About the Architecture for database/sql

I’m going to take a short detour and talk about the basic architecture for database/sql. Feel free to skip this section if you’ve ever written a program in Go that accesses a database.

database/sql is a lot like PDO for PHP. It goes on top of the drivers used to connect to each database, and helps give rise to a uniform interface. If you’re talking about MySQL for instance, go-sql-drivers/mysql would be the most well-known driver. Users generally don’t use these drivers directly.

sql.DB is the heart of database/sql. It serves as a connection pool that can be used in the following ways.

  1. Send queries directly with DB.Exec() or DB.Query().

  2. Create an Stmt object used to show prepared statements with DB.Prepare(), then use Stmt.Exec() or Stmt.Query().

  3. Create a Tx object used to represent transactions with DB.Begin(), then use Tx.Exec() or Tx.Query().

When using transactions, the Tx object hangs on to each connection it checks out from the database. In any other case, the query is made using connections pooled by the database. However, this does not allow the user to choose a preferred connection. (An API that lets you check out connections without transactions is planned to be added to Go 1.5 in order to cover additional use cases not accounted for here.)

With the first use case, if you don’t have DB.Query() acting as a substitute place holder, DB.Prepare(), Stmt.Exec(), and Stmt.Close() will run internally. However, this means the code triggers three round trips per query, which takes a toll on overall performance. go-sql-drivers/mysql isn’t designed to handle placeholder substitution either. (I drummed up a pull request that takes care of this, but it's still under review.) This means the best option performance-wise is use case number two.

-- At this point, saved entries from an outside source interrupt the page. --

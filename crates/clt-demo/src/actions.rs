use crate::effects::Effect;
use crate::store::{self, ActiveTab, Store, Surface};
use dice::{Face, Point};
use std::path::PathBuf;

/// Actions that can be dispatched to modify the sandbox state
#[derive(Debug, Clone)]
pub enum Action {
    // Distribution Actions
    /// Drag the slider of one face
    MoveSlider { face: Face, value: u32 },
    /// Pin or release a face
    ToggleLock { face: Face },
    /// Replace the distribution with a named preset
    SelectPreset { name: String },
    /// Remember the current distribution under a name
    AddPreset { name: String },
    /// Draw a random distribution honoring the locks
    Randomize,

    // Dice Actions
    /// Commit the dice count text field
    SetDiceInput { text: String },
    /// Up/down buttons next to the dice count
    StepDice { delta: i32 },

    // Simulation Actions
    /// Edit the roll count text field
    SetRollCountInput { text: String },
    /// Start a new simulation with the current roll count
    StartSimulation,
    /// Pause or resume the running simulation
    TogglePause,
    /// One roll of the running simulation
    Tick,

    // UI State Actions
    /// A click on one of the two charts, in chart coordinates
    GraphClicked { surface: Surface, at: Point },
    /// Switch between the charts and the roll log
    SetActiveTab { tab: ActiveTab },

    // File Operations
    /// Save distribution and dice count to file
    SaveToFile { path: PathBuf },
    /// Load distribution and dice count from file
    LoadFromFile { path: PathBuf },
    /// Clear any error message
    ClearErrorMessage,
}

/// Apply a single action to modify the store state
pub fn update(store: &mut Store, action: Action) -> Vec<Effect> {
    match action {
        // Distribution Actions
        Action::MoveSlider { face, value } => {
            store.move_slider(face, value);
            vec![]
        }
        Action::ToggleLock { face } => {
            store.toggle_lock(face);
            vec![]
        }
        Action::SelectPreset { name } => {
            store.apply_preset(&name);
            vec![]
        }
        Action::AddPreset { name } => {
            store.add_preset(&name);
            vec![]
        }
        Action::Randomize => {
            store.randomize();
            vec![]
        }

        // Dice Actions
        Action::SetDiceInput { text } => {
            match store::parse_dice(&text, store.settings.max_dice()) {
                Ok(dice) => store.set_dice(dice),
                Err(e) => store.report(e),
            }
            vec![]
        }
        Action::StepDice { delta } => {
            let dice = (i64::from(*store.dice.get()) + i64::from(delta))
                .clamp(1, i64::from(store.settings.max_dice()));
            store.set_dice(dice as u32);
            vec![]
        }

        // Simulation Actions
        Action::SetRollCountInput { text } => {
            store.roll_count_input = text;
            vec![]
        }
        Action::StartSimulation => {
            match store::parse_roll_count(&store.roll_count_input) {
                Ok(budget) => store.start_simulation(budget),
                Err(e) => store.report(e),
            }
            vec![]
        }
        Action::TogglePause => {
            if store.run.is_some() {
                store.paused = !store.paused;
            }
            vec![]
        }
        Action::Tick => {
            store.tick();
            vec![]
        }

        // UI State Actions
        Action::GraphClicked { surface, at } => {
            store.click(surface, at);
            vec![]
        }
        Action::SetActiveTab { tab } => {
            store.active_tab = tab;
            vec![]
        }

        // File Operations
        Action::SaveToFile { path } => {
            vec![Effect::SaveToFile { path }]
        }
        Action::LoadFromFile { path } => {
            vec![Effect::LoadFromFile { path }]
        }
        Action::ClearErrorMessage => {
            store.error_message = None;
            vec![]
        }
    }
}

#[cfg(test)]
mod tests {
    use super::*;
    use crate::settings::Settings;
    use dice::{Paint, presets};
    use rand::SeedableRng;
    use rand::rngs::StdRng;

    fn store_with(distribution: dice::Distribution, dice: u32) -> Store {
        Store::with_rng(
            Settings::default(),
            distribution,
            dice,
            StdRng::seed_from_u64(17),
        )
    }

    fn face(n: u8) -> Face {
        Face::new(n).unwrap()
    }

    fn run(store: &mut Store, actions: Vec<Action>) -> Vec<Effect> {
        actions
            .into_iter()
            .flat_map(|action| update(store, action))
            .collect()
    }

    fn roll_all(store: &mut Store) {
        while store.is_running() {
            update(store, Action::Tick);
        }
    }

    fn theory_outcomes(store: &Store) -> dice::OutcomeRange {
        store.theory.as_ref().unwrap().result.possible_outcomes()
    }

    #[test]
    fn test_initial_state() {
        let store = store_with(presets::FAIR, 1);
        assert_eq!(theory_outcomes(&store), dice::OutcomeRange::for_dice(1));
        assert_eq!(store.theory_scene.count(Paint::Bar), 6);
        assert_eq!(store.roll_count_input, "100");
        assert!(store.run.is_none());
        assert!(!store.views_match());
    }

    #[test]
    fn test_slider_keeps_total() {
        let mut store = store_with(presets::FAIR, 2);
        update(
            &mut store,
            Action::MoveSlider {
                face: face(3),
                value: 60,
            },
        );
        let values = store.distribution().values();
        // The others scale to 8, 8, 8, 7, 7; the residual goes to face 3.
        assert_eq!(values, [8, 8, 62, 8, 7, 7]);
        let result = &store.theory.as_ref().unwrap().result;
        assert_eq!(result.distribution, store.distribution());
    }

    #[test]
    fn test_locked_face_survives_edits() {
        let start = dice::Distribution::new([50, 10, 10, 10, 10, 10]).unwrap();
        let mut store = store_with(start, 1);
        run(
            &mut store,
            vec![
                Action::ToggleLock { face: face(1) },
                Action::MoveSlider {
                    face: face(2),
                    value: 30,
                },
            ],
        );
        let values = store.distribution().values();
        assert_eq!(values, [50, 30, 5, 5, 5, 5]);
        assert_eq!(values[1..].iter().sum::<u32>(), 50);
        assert!(store.error_message.is_none());

        update(
            &mut store,
            Action::MoveSlider {
                face: face(1),
                value: 20,
            },
        );
        assert_eq!(store.distribution().values()[0], 50);
        assert!(store.error_message.is_some());
    }

    #[test]
    fn test_bad_dice_text_changes_nothing() {
        let mut store = store_with(presets::HILL, 3);
        let version = store.dice.version();
        update(
            &mut store,
            Action::SetDiceInput {
                text: "three".to_string(),
            },
        );
        assert_eq!(*store.dice.get(), 3);
        assert_eq!(store.dice.version(), version);
        assert!(store.error_message.as_deref().unwrap().contains("three"));

        update(&mut store, Action::ClearErrorMessage);
        assert!(store.error_message.is_none());
    }

    #[test]
    fn test_dice_input_is_clamped() {
        let mut store = store_with(presets::HILL, 3);
        update(
            &mut store,
            Action::SetDiceInput {
                text: "0".to_string(),
            },
        );
        assert_eq!(*store.dice.get(), 1);
        assert_eq!(store.dice_input, "1");

        update(&mut store, Action::StepDice { delta: -1 });
        assert_eq!(*store.dice.get(), 1);
        update(&mut store, Action::StepDice { delta: 1 });
        assert_eq!(*store.dice.get(), 2);
        assert_eq!(theory_outcomes(&store), dice::OutcomeRange::for_dice(2));
    }

    #[test]
    fn test_zero_roll_count_does_not_start() {
        let mut store = store_with(presets::FAIR, 1);
        run(
            &mut store,
            vec![
                Action::SetRollCountInput {
                    text: "0".to_string(),
                },
                Action::StartSimulation,
            ],
        );
        assert!(store.run.is_none());
        assert!(store.error_message.is_some());
    }

    #[test]
    fn test_full_run_through_ticks() {
        let mut store = store_with(presets::VALLEY, 4);
        run(
            &mut store,
            vec![
                Action::SetRollCountInput {
                    text: "1000".to_string(),
                },
                Action::StartSimulation,
            ],
        );
        assert!(store.views_match());
        roll_all(&mut store);

        let state = &store.run.as_ref().unwrap().state;
        assert_eq!(state.completed(), 1000);
        assert_eq!(state.counters().values().sum::<u64>(), 1000);
        assert!(state.rolls().iter().all(|r| (4..=24).contains(&r.sum)));

        let scene = &store.run.as_ref().unwrap().scene;
        assert_eq!(scene.count(Paint::CurrentRoll), 1);
        assert_eq!(scene.count(Paint::SettledRoll), 999);
    }

    #[test]
    fn test_pause_stops_ticks() {
        let mut store = store_with(presets::FAIR, 2);
        run(&mut store, vec![Action::StartSimulation, Action::Tick]);
        update(&mut store, Action::TogglePause);
        run(&mut store, vec![Action::Tick, Action::Tick]);
        assert_eq!(store.run.as_ref().unwrap().state.completed(), 1);

        update(&mut store, Action::TogglePause);
        update(&mut store, Action::Tick);
        assert_eq!(store.run.as_ref().unwrap().state.completed(), 2);
    }

    #[test]
    fn test_click_selects_on_both_views() {
        let mut store = store_with(presets::HILL, 2);
        update(&mut store, Action::StartSimulation);
        for _ in 0..50 {
            update(&mut store, Action::Tick);
        }

        let bar = store
            .theory
            .as_ref()
            .unwrap()
            .bars
            .bar_for(7)
            .unwrap()
            .clone();
        update(
            &mut store,
            Action::GraphClicked {
                surface: Surface::Theory,
                at: bar.hitbox.center(),
            },
        );
        assert_eq!(store.selection.selected(), Some(7));
        assert_eq!(store.theory_scene.count(Paint::SelectedBar), 1);
        let scene = &store.run.as_ref().unwrap().scene;
        assert_eq!(scene.count(Paint::Boundary), 1);

        // Clicking the same bar again clears everything.
        update(
            &mut store,
            Action::GraphClicked {
                surface: Surface::Theory,
                at: bar.hitbox.center(),
            },
        );
        assert_eq!(store.selection.selected(), None);
        assert_eq!(store.theory_scene.count(Paint::SelectedBar), 0);
    }

    #[test]
    fn test_click_on_a_roll_selects_its_sum() {
        let mut store = store_with(presets::SLOPED, 2);
        update(&mut store, Action::StartSimulation);
        for _ in 0..30 {
            update(&mut store, Action::Tick);
        }
        let run_ref = store.run.as_ref().unwrap();
        let roll = run_ref.state.rolls()[0].clone();
        let at = roll.hitbox(run_ref.chart.box_size()).center();

        update(
            &mut store,
            Action::GraphClicked {
                surface: Surface::Simulation,
                at,
            },
        );
        assert_eq!(store.selection.selected(), Some(roll.sum));
    }

    #[test]
    fn test_edit_breaks_the_match_and_deselects() {
        let mut store = store_with(presets::HILL, 2);
        update(&mut store, Action::StartSimulation);
        for _ in 0..40 {
            update(&mut store, Action::Tick);
        }
        store.select_bin(7);
        assert!(store.selection.selected().is_some());

        update(
            &mut store,
            Action::SelectPreset {
                name: "Valley".to_string(),
            },
        );
        assert!(!store.views_match());
        assert_eq!(store.selection.selected(), None);
        let scene = &store.run.as_ref().unwrap().scene;
        assert_eq!(scene.count(Paint::Boundary), 0);
        assert_eq!(scene.count(Paint::HighlightedRoll), 0);

        // Without a match only the theoretical bar is marked.
        store.select_bin(7);
        assert_eq!(store.theory_scene.count(Paint::SelectedBar), 1);
        let scene = &store.run.as_ref().unwrap().scene;
        assert_eq!(scene.count(Paint::Boundary), 0);
    }

    #[test]
    fn test_presets_and_randomize() {
        let mut store = store_with(presets::FAIR, 1);
        update(
            &mut store,
            Action::SelectPreset {
                name: "Sloped".to_string(),
            },
        );
        assert_eq!(store.distribution(), presets::SLOPED);

        run(
            &mut store,
            vec![
                Action::Randomize,
                Action::AddPreset {
                    name: "Mine".to_string(),
                },
            ],
        );
        assert_eq!(store.presets.get("Mine"), Some(store.distribution()));

        update(
            &mut store,
            Action::SelectPreset {
                name: "Missing".to_string(),
            },
        );
        assert!(store.error_message.is_some());
    }

    #[test]
    fn test_file_actions_become_effects() {
        let mut store = store_with(presets::FAIR, 1);
        let effects = run(
            &mut store,
            vec![
                Action::SaveToFile {
                    path: PathBuf::from("a.json"),
                },
                Action::LoadFromFile {
                    path: PathBuf::from("b.json"),
                },
            ],
        );
        assert!(matches!(effects[0], Effect::SaveToFile { .. }));
        assert!(matches!(effects[1], Effect::LoadFromFile { .. }));
    }
}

When using the second use case, Stmt will take care of dealing with the results of Prepare() for each driver. Thanks to this sophisticated design, the user doesn’t have to worry about which connection they used Prepare() with. This is the real deciding factor in the problem here.

All things considered, it’s pretty odd to have multiple databases with this type of architecture. The ideal architecture scales one database per DB required as necessary.

Thorough Testing

First, I had to create an environment that was close to the one in which the problem occurred on Peak Hosting. I combined two c3.8xlarge machines running Amazon Web Services (AWS), enabled enhanced networking, and put them both in the same placement group. This gave rise to an environment that could connect a 32-core machine with a stable 10 Gigabit network connection. Amazon Linux AMI has enhanced networking enabled by default, which makes everything a lot easier. If you’re using the AWS Spot Instance, you can probably borrow two c3.8xlarge machines at roughly $0.70/hour.

Next, I turned on Benchmark, keeping a close eye on my CPU performance via top command while trying to recreate the problem. When using a mutual exclusion (mutex) lock, it’s pretty low-cost if you can trigger the lock right away. If the contention turns into a real competition, you’ll use up a bit of your CPU cycle. If the problematic mutex is locked for a long period of time, the number of runnable threads decreases, lowering the CPU usage. If you keep getting multiple locks in a short period of time, you will generate lock contentions more frequently, heating up the competition. Even if your performance doesn’t scale along with the number of cores, then your CPU usage rate will tend to increase. In this particular test, I was able to confirm the latter set of conditions.

Finally, I used net/http/pprof to determine the root of the problem. net/http/pprof not only includes a CPU profiler, it also comes with multiple diagnostic features you can use to take a more informed look at your system. The feature that helps the most with lock contention is the full stack dump. Here’s the actual stack dump.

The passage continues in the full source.